The tall, slender frame of my crazy boss strolled leisurely out of our little fortified bunker, surrounded by a flank of guys who've I'm come to gather are her bodyguards... I mean, they aren't in any uniform or anything but I haven’t seen them do anything but stick around her sooo...

"Bebop... Why did you bring her here?! Are you losing your mind?! I knew pairing you with Panic was going to be a problem! Whatever possessed you to kidnap the-!"

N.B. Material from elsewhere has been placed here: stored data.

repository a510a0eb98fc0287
pub mod model;
pub mod utils;

pub use model::*;
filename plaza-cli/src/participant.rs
use anyhow::{Context, Result};
use colored::*;
use plaza_core::PeerId;
use plaza_peer::{
    Orchestrator, OrchestratorConfig, OrchestratorEvent, OrchestratorHandle, OutboundFile,
    StaticRoster,
};
use serde_json::json;
use std::path::{Path, PathBuf};
use std::sync::Arc;
use tracing::{info, warn};

use crate::ws_relay::WsRelay;

pub struct JoinOptions {
    pub relay: String,
    pub id: PeerId,
    pub peers: Vec<PeerId>,
    pub send_file: Option<PathBuf>,
    pub out_dir: PathBuf,
    pub config: OrchestratorConfig,
}

/// Runs a headless participant until Ctrl-C.
pub async fn run(opts: JoinOptions) -> Result<()> {
    let (relay, signal_rx) = WsRelay::connect(&opts.relay, opts.id).await?;
    let roster = Arc::new(StaticRoster::new(opts.id, opts.peers.clone()));

    let (orchestrator, handle, mut events) =
        Orchestrator::new(opts.config, roster, Arc::new(relay), signal_rx)
            .context("Failed to start orchestrator")?;

    let file_name = opts
        .send_file
        .as_deref()
        .and_then(Path::file_name)
        .map(|name| name.to_string_lossy().into_owned());
    let orchestrator = match &opts.send_file {
        Some(path) => orchestrator.with_outbound_file(OutboundFile::Path(path.clone())),
        None => orchestrator,
    };
    let task = orchestrator.spawn();

    println!(
        "{} {} ({} peers)",
        "Joined as".green().bold(),
        opts.id,
        opts.peers.len()
    );

    loop {
        tokio::select! {
            event = events.recv() => {
                let Some(event) = event else { break };
                on_event(&handle, event, file_name.as_deref(), &opts.out_dir).await;
            }
            _ = tokio::signal::ctrl_c() => {
                println!("{}", "Leaving...".yellow());
                break;
            }
        }
    }

    handle.shutdown().await;
    task.await.context("Orchestrator task panicked")?;
    Ok(())
}

async fn on_event(
    handle: &OrchestratorHandle,
    event: OrchestratorEvent,
    file_name: Option<&str>,
    out_dir: &Path,
) {
    match event {
        OrchestratorEvent::ControlChannelOpened { peer_id } => {
            println!("{} {}", "connected".green(), peer_id);
        }

        OrchestratorEvent::FileChannelOpened { peer_id } => {
            if let Some(name) = file_name {
                println!("{} {} to {}", "offering".cyan(), name, peer_id);
                if let Err(e) = handle
                    .start_file_transfer(peer_id, json!({ "name": name }))
                    .await
                {
                    warn!("Could not offer {} to {}: {}", name, peer_id, e);
                }
            }
        }

        OrchestratorEvent::ControlMessageReceived { peer_id, message } => {
            println!("{} {:?}", format!("[{}]", peer_id).dimmed(), message);
        }

        OrchestratorEvent::FileTransferAccepted {
            peer_id, file_size, ..
        } => {
            println!("{} {} bytes from {}", "receiving".cyan(), file_size, peer_id);
        }

        OrchestratorEvent::FileTransferProgress { peer_id, progress } => {
            info!("{}: {:.0}%", peer_id, progress * 100.0);
        }

        OrchestratorEvent::FileReceived {
            peer_id,
            data,
            options,
        } => {
            let path = out_dir.join(received_file_name(peer_id, &options));
            match tokio::fs::write(&path, &data).await {
                Ok(()) => println!(
                    "{} {} ({} bytes)",
                    "saved".green().bold(),
                    path.display(),
                    data.len()
                ),
                Err(e) => println!("{} {}: {}", "failed to save".red(), path.display(), e),
            }
        }

        OrchestratorEvent::FileTransferFailed { peer_id, reason } => {
            println!("{} to {}: {}", "transfer failed".red(), peer_id, reason);
        }

        OrchestratorEvent::VoiceLevelChanged { .. } => {}

        OrchestratorEvent::PeerDisconnected { peer_id } => {
            println!("{} {}", "disconnected".yellow(), peer_id);
        }
    }
}

/// Only the final path component of a sender-supplied name is trusted.
fn received_file_name(peer_id: PeerId, options: &serde_json::Value) -> String {
    options
        .get("name")
        .and_then(|name| name.as_str())
        .and_then(|name| Path::new(name).file_name())
        .map(|name| name.to_string_lossy().into_owned())
        .unwrap_or_else(|| format!("{}.bin", peer_id))
}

"I didn't kidnap her! She wanted to go! Gallopy, listen-"

"She wanted to go?"

"Listen it's a long-"

She sighed like she always does, laying her hoof on her temple, giving me a look from under her closed eyes as she shook her head slowly left and right... Kinda like a mom or teacher that just really is disappointed in your performance.

She was always disappointed in me.

"It's always a long story Bebop. I swear we've gotten to the point where sometimes I forget we're at war, and just think this is some story, events drafted in succession with every keystroke..."

"Gallopy I-"

"No. Bebop, just... No. I'm tired of being your editor here. No more long stories, no more secrets, no more 'there's no time to explain, just trust me'... If It's a long story, give me the sparkle notes. I want to know everything... Now."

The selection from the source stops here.